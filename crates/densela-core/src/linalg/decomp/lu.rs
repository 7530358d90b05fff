//! LU decomposition with partial pivoting.
//!
//! Decomposes a square matrix `A` into `PA = LU` where:
//! - `P` is a permutation matrix (stored as a row-index vector)
//! - `L` is lower triangular with unit diagonal
//! - `U` is upper triangular
//!
//! A column whose largest remaining entry is below the pivot tolerance is
//! structurally singular. By default it is skipped: no swap, no elimination,
//! and the factorization is only approximate. With
//! [`LinalgConfig::strict_pivoting`] the decomposition fails instead.

use tracing::{debug, instrument, warn};

use crate::Float;
use crate::config::LinalgConfig;
use crate::error::{CoreError, Result};
use crate::matrix::Matrix;

/// Result of an LU decomposition with partial pivoting.
#[derive(Debug, Clone)]
pub struct LuDecomposition<T: Float> {
    /// Unit lower-triangular factor, row-major n x n.
    l: Vec<T>,
    /// Upper factor, row-major n x n. Below a skipped pivot the original
    /// (sub-tolerance) entries are left in place.
    u: Vec<T>,
    /// `perm[i]` is the row of `A` that ended up in row `i` of `PA`.
    perm: Vec<usize>,
    /// Number of row interchanges performed.
    swap_count: usize,
    /// Columns skipped as structurally singular.
    skipped: Vec<usize>,
    /// Matrix dimension (n x n).
    n: usize,
}

impl<T: Float> LuDecomposition<T> {
    /// Perform LU decomposition with the default pivot tolerance (`1e-12`).
    ///
    /// ```
    /// # use densela_core::Matrix;
    /// # use densela_core::linalg::LuDecomposition;
    /// let a = Matrix::from_rows(&[[2.0_f64, 1.0], [1.0, 4.0]]).unwrap();
    /// let lu = LuDecomposition::decompose(&a).unwrap();
    /// assert!((lu.det() - 7.0).abs() < 1e-10);
    /// ```
    pub fn decompose(a: &Matrix<T>) -> Result<Self> {
        Self::decompose_with(a, &LinalgConfig::default())
    }

    /// Perform LU decomposition using `config.pivot_tolerance` and
    /// `config.strict_pivoting`.
    #[instrument(level = "debug", skip_all, fields(n = a.rows()))]
    pub fn decompose_with(a: &Matrix<T>, config: &LinalgConfig) -> Result<Self> {
        let n = a.ensure_square()?;
        let tol = T::from_f64(config.pivot_tolerance);

        let mut u: Vec<T> = a.as_slice().to_vec();
        let mut l = vec![T::zero(); n * n];
        for i in 0..n {
            l[i * n + i] = T::one();
        }
        let mut perm: Vec<usize> = (0..n).collect();
        let mut swap_count = 0;
        let mut skipped = Vec::new();

        for k in 0..n {
            // Find pivot: row with largest |u[i, k]| for i >= k
            let mut max_val = u[k * n + k].abs();
            let mut max_row = k;
            for i in (k + 1)..n {
                let val = u[i * n + k].abs();
                if val > max_val {
                    max_val = val;
                    max_row = i;
                }
            }

            if max_val < tol {
                if config.strict_pivoting {
                    return Err(CoreError::SingularMatrix { column: k });
                }
                warn!(column = k, pivot = %max_val, "pivot below tolerance, column left uneliminated");
                skipped.push(k);
                continue;
            }

            if max_row != k {
                for j in 0..n {
                    u.swap(k * n + j, max_row * n + j);
                }
                // L entries computed so far were filled in the pre-swap order.
                for j in 0..k {
                    l.swap(k * n + j, max_row * n + j);
                }
                perm.swap(k, max_row);
                swap_count += 1;
            }

            let pivot = u[k * n + k];
            for i in (k + 1)..n {
                let factor = if pivot.abs() < tol {
                    T::zero()
                } else {
                    u[i * n + k] / pivot
                };
                l[i * n + k] = factor;
                for j in (k + 1)..n {
                    let ukj = u[k * n + j];
                    u[i * n + j] -= factor * ukj;
                }
                u[i * n + k] = T::zero();
            }
        }

        debug!(swap_count, skipped = ?skipped, "LU factorization complete");

        Ok(Self {
            l,
            u,
            perm,
            swap_count,
            skipped,
            n,
        })
    }

    /// Matrix dimension.
    pub fn n(&self) -> usize {
        self.n
    }

    /// The unit lower-triangular factor `L`.
    pub fn l(&self) -> Matrix<T> {
        Matrix::from_parts(self.l.clone(), self.n, self.n)
    }

    /// The upper-triangular factor `U`.
    pub fn u(&self) -> Matrix<T> {
        Matrix::from_parts(self.u.clone(), self.n, self.n)
    }

    /// The permutation matrix `P` with `PA = LU`.
    pub fn p(&self) -> Matrix<T> {
        let n = self.n;
        let mut data = vec![T::zero(); n * n];
        for (i, &pi) in self.perm.iter().enumerate() {
            data[i * n + pi] = T::one();
        }
        Matrix::from_parts(data, n, n)
    }

    /// The permutation in row-index form: row `i` of `PA` is row
    /// `permutation()[i]` of `A`.
    pub fn permutation(&self) -> &[usize] {
        &self.perm
    }

    /// Number of row interchanges performed.
    pub fn swap_count(&self) -> usize {
        self.swap_count
    }

    /// `det(P)`: `+1` for an even number of swaps, `-1` for odd.
    pub fn sign(&self) -> T {
        if self.swap_count % 2 == 0 {
            T::one()
        } else {
            -T::one()
        }
    }

    /// Columns that were skipped because their pivot was below tolerance.
    pub fn skipped_columns(&self) -> &[usize] {
        &self.skipped
    }

    /// Whether every column was pivoted, i.e. `PA = LU` holds to rounding.
    pub fn is_exact(&self) -> bool {
        self.skipped.is_empty()
    }

    /// Determinant from the factorization: `sign(P) * prod(diag(U))`.
    pub fn det(&self) -> T {
        let n = self.n;
        let mut d = self.sign();
        for i in 0..n {
            d *= self.u[i * n + i];
        }
        d
    }

    /// Rebuild `A` as `P^T L U`.
    pub fn reconstruct(&self) -> Matrix<T> {
        let n = self.n;
        let mut out = vec![T::zero(); n * n];
        for i in 0..n {
            // Row i of LU is row perm[i] of A.
            let dst = self.perm[i];
            for j in 0..n {
                // L is unit lower triangular. U is not assumed upper
                // triangular: it may hold sub-tolerance entries below a
                // skipped pivot.
                let mut sum = T::zero();
                for p in 0..=i {
                    sum += self.l[i * n + p] * self.u[p * n + j];
                }
                out[dst * n + j] = sum;
            }
        }
        Matrix::from_parts(out, n, n)
    }

    /// Solve the linear system `Ax = b` using the precomputed factorization.
    ///
    /// Fails with [`CoreError::SingularMatrix`] if any column was skipped.
    pub fn solve(&self, b: &[T]) -> Result<Vec<T>> {
        if let Some(&column) = self.skipped.first() {
            return Err(CoreError::SingularMatrix { column });
        }
        if b.len() != self.n {
            return Err(CoreError::DimensionMismatch {
                expected: vec![self.n],
                got: vec![b.len()],
            });
        }

        let n = self.n;

        // Apply permutation: Pb
        let mut x: Vec<T> = self.perm.iter().map(|&pi| b[pi]).collect();

        // Forward substitution: Ly = Pb
        #[allow(clippy::needless_range_loop)]
        for i in 1..n {
            for j in 0..i {
                let lij_xj = self.l[i * n + j] * x[j];
                x[i] -= lij_xj;
            }
        }

        // Back substitution: Ux = y
        #[allow(clippy::needless_range_loop)]
        for i in (0..n).rev() {
            for j in (i + 1)..n {
                let uij_xj = self.u[i * n + j] * x[j];
                x[i] -= uij_xj;
            }
            x[i] /= self.u[i * n + i];
        }

        Ok(x)
    }

    /// Compute the inverse matrix by solving `AX = I` column by column.
    pub fn inverse(&self) -> Result<Matrix<T>> {
        let n = self.n;
        let mut inv = Matrix::zeros(n, n);
        let mut e = vec![T::zero(); n];

        for col in 0..n {
            e.fill(T::zero());
            e[col] = T::one();
            let x = self.solve(&e)?;
            for (row, &v) in x.iter().enumerate() {
                inv[(row, col)] = v;
            }
        }

        Ok(inv)
    }
}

========================================================================

- [Exercise brief]:
Would you repeat each of the records above exactly?

- [Answer for the task]:
filename crates/densela-core/src/linalg/decomp/lu.rs
repository 7530358d90b05fff
//! LU decomposition with partial pivoting.
//!
//! Decomposes a square matrix `A` into `PA = LU` where:
//! - `P` is a permutation matrix (stored as a row-index vector)
//! - `L` is lower triangular with unit diagonal
//! - `U` is upper triangular
//!
//! A column whose largest remaining entry is below the pivot tolerance is
//! structurally singular. By default it is skipped: no swap, no elimination,
//! and the factorization is only approximate. With
//! [`LinalgConfig::strict_pivoting`] the decomposition fails instead.

use tracing::{debug, instrument, warn};

use crate::Float;
use crate::config::LinalgConfig;
use crate::error::{CoreError, Result};
use crate::matrix::Matrix;

/// Result of an LU decomposition with partial pivoting.
#[derive(Debug, Clone)]
pub struct LuDecomposition<T: Float> {
    /// Unit lower-triangular factor, row-major n x n.
    l: Vec<T>,
    /// Upper factor, row-major n x n. Below a skipped pivot the original
    /// (sub-tolerance) entries are left in place.
    u: Vec<T>,
    /// `perm[i]` is the row of `A` that ended up in row `i` of `PA`.
    perm: Vec<usize>,
    /// Number of row interchanges performed.
    swap_count: usize,
    /// Columns skipped as structurally singular.
    skipped: Vec<usize>,
    /// Matrix dimension (n x n).
    n: usize,
}

impl<T: Float> LuDecomposition<T> {
    /// Perform LU decomposition with the default pivot tolerance (`1e-12`).
    ///
    /// ```
    /// # use densela_core::Matrix;
    /// # use densela_core::linalg::LuDecomposition;
    /// let a = Matrix::from_rows(&[[2.0_f64, 1.0], [1.0, 4.0]]).unwrap();
    /// let lu = LuDecomposition::decompose(&a).unwrap();
    /// assert!((lu.det() - 7.0).abs() < 1e-10);
    /// ```
    pub fn decompose(a: &Matrix<T>) -> Result<Self> {
        Self::decompose_with(a, &LinalgConfig::default())
    }

    /// Perform LU decomposition using `config.pivot_tolerance` and
    /// `config.strict_pivoting`.
    #[instrument(level = "debug", skip_all, fields(n = a.rows()))]
    pub fn decompose_with(a: &Matrix<T>, config: &LinalgConfig) -> Result<Self> {
        let n = a.ensure_square()?;
        let tol = T::from_f64(config.pivot_tolerance);

        let mut u: Vec<T> = a.as_slice().to_vec();
        let mut l = vec![T::zero(); n * n];
        for i in 0..n {
            l[i * n + i] = T::one();
        }
        let mut perm: Vec<usize> = (0..n).collect();
        let mut swap_count = 0;
        let mut skipped = Vec::new();

        for k in 0..n {
            // Find pivot: row with largest |u[i, k]| for i >= k
            let mut max_val = u[k * n + k].abs();
            let mut max_row = k;
            for i in (k + 1)..n {
                let val = u[i * n + k].abs();
                if val > max_val {
                    max_val = val;
                    max_row = i;
                }
            }

            if max_val < tol {
                if config.strict_pivoting {
                    return Err(CoreError::SingularMatrix { column: k });
                }
                warn!(column = k, pivot = %max_val, "pivot below tolerance, column left uneliminated");
                skipped.push(k);
                continue;
            }

            if max_row != k {
                for j in 0..n {
                    u.swap(k * n + j, max_row * n + j);
                }
                // L entries computed so far were filled in the pre-swap order.
                for j in 0..k {
                    l.swap(k * n + j, max_row * n + j);
                }
                perm.swap(k, max_row);
                swap_count += 1;
            }

            let pivot = u[k * n + k];
            for i in (k + 1)..n {
                let factor = if pivot.abs() < tol {
                    T::zero()
                } else {
                    u[i * n + k] / pivot
                };
                l[i * n + k] = factor;
                for j in (k + 1)..n {
                    let ukj = u[k * n + j];
                    u[i * n + j] -= factor * ukj;
                }
                u[i * n + k] = T::zero();
            }
        }

        debug!(swap_count, skipped = ?skipped, "LU factorization complete");

        Ok(Self {
            l,
            u,
            perm,
            swap_count,
            skipped,
            n,
        })
    }

    /// Matrix dimension.
    pub fn n(&self) -> usize {
        self.n
    }

    /// The unit lower-triangular factor `L`.
    pub fn l(&self) -> Matrix<T> {
        Matrix::from_parts(self.l.clone(), self.n, self.n)
    }

    /// The upper-triangular factor `U`.
    pub fn u(&self) -> Matrix<T> {
        Matrix::from_parts(self.u.clone(), self.n, self.n)
    }

    /// The permutation matrix `P` with `PA = LU`.
    pub fn p(&self) -> Matrix<T> {
        let n = self.n;
        let mut data = vec![T::zero(); n * n];
        for (i, &pi) in self.perm.iter().enumerate() {
            data[i * n + pi] = T::one();
        }
        Matrix::from_parts(data, n, n)
    }

    /// The permutation in row-index form: row `i` of `PA` is row
    /// `permutation()[i]` of `A`.
    pub fn permutation(&self) -> &[usize] {
        &self.perm
    }

    /// Number of row interchanges performed.
    pub fn swap_count(&self) -> usize {
        self.swap_count
    }

    /// `det(P)`: `+1` for an even number of swaps, `-1` for odd.
    pub fn sign(&self) -> T {
        if self.swap_count % 2 == 0 {
            T::one()
        } else {
            -T::one()
        }
    }

    /// Columns that were skipped because their pivot was below tolerance.
    pub fn skipped_columns(&self) -> &[usize] {
        &self.skipped
    }

    /// Whether every column was pivoted, i.e. `PA = LU` holds to rounding.
    pub fn is_exact(&self) -> bool {
        self.skipped.is_empty()
    }

    /// Determinant from the factorization: `sign(P) * prod(diag(U))`.
    pub fn det(&self) -> T {
        let n = self.n;
        let mut d = self.sign();
        for i in 0..n {
            d *= self.u[i * n + i];
        }
        d
    }

    /// Rebuild `A` as `P^T L U`.
    pub fn reconstruct(&self) -> Matrix<T> {
        let n = self.n;
        let mut out = vec![T::zero(); n * n];
        for i in 0..n {
            // Row i of LU is row perm[i] of A.
            let dst = self.perm[i];
            for j in 0..n {
                // L is unit lower triangular. U is not assumed upper
                // triangular: it may hold sub-tolerance entries below a
                // skipped pivot.
                let mut sum = T::zero();
                for p in 0..=i {
                    sum += self.l[i * n + p] * self.u[p * n + j];
                }
                out[dst * n + j] = sum;
            }
        }
        Matrix::from_parts(out, n, n)
    }

    /// Solve the linear system `Ax = b` using the precomputed factorization.
    ///
    /// Fails with [`CoreError::SingularMatrix`] if any column was skipped.
    pub fn solve(&self, b: &[T]) -> Result<Vec<T>> {
        if let Some(&column) = self.skipped.first() {
            return Err(CoreError::SingularMatrix { column });
        }
        if b.len() != self.n {
            return Err(CoreError::DimensionMismatch {
                expected: vec![self.n],
                got: vec![b.len()],
            });
        }

        let n = self.n;

        // Apply permutation: Pb
        let mut x: Vec<T> = self.perm.iter().map(|&pi| b[pi]).collect();

        // Forward substitution: Ly = Pb
        #[allow(clippy::needless_range_loop)]
        for i in 1..n {
            for j in 0..i {
                let lij_xj = self.l[i * n + j] * x[j];
                x[i] -= lij_xj;
            }
        }

        // Back substitution: Ux = y
        #[allow(clippy::needless_range_loop)]
        for i in (0..n).rev() {
            for j in (i + 1)..n {
                let uij_xj = self.u[i * n + j] * x[j];
                x[i] -= uij_xj;
            }
            x[i] /= self.u[i * n + i];
        }

        Ok(x)
    }

    /// Compute the inverse matrix by solving `AX = I` column by column.
    pub fn inverse(&self) -> Result<Matrix<T>> {
        let n = self.n;
        let mut inv = Matrix::zeros(n, n);
        let mut e = vec![T::zero(); n];

        for col in 0..n {
            e.fill(T::zero());
            e[col] = T::one();
            let x = self.solve(&e)?;
            for (row, &v) in x.iter().enumerate() {
                inv[(row, col)] = v;
            }
        }

        Ok(inv)
    }
}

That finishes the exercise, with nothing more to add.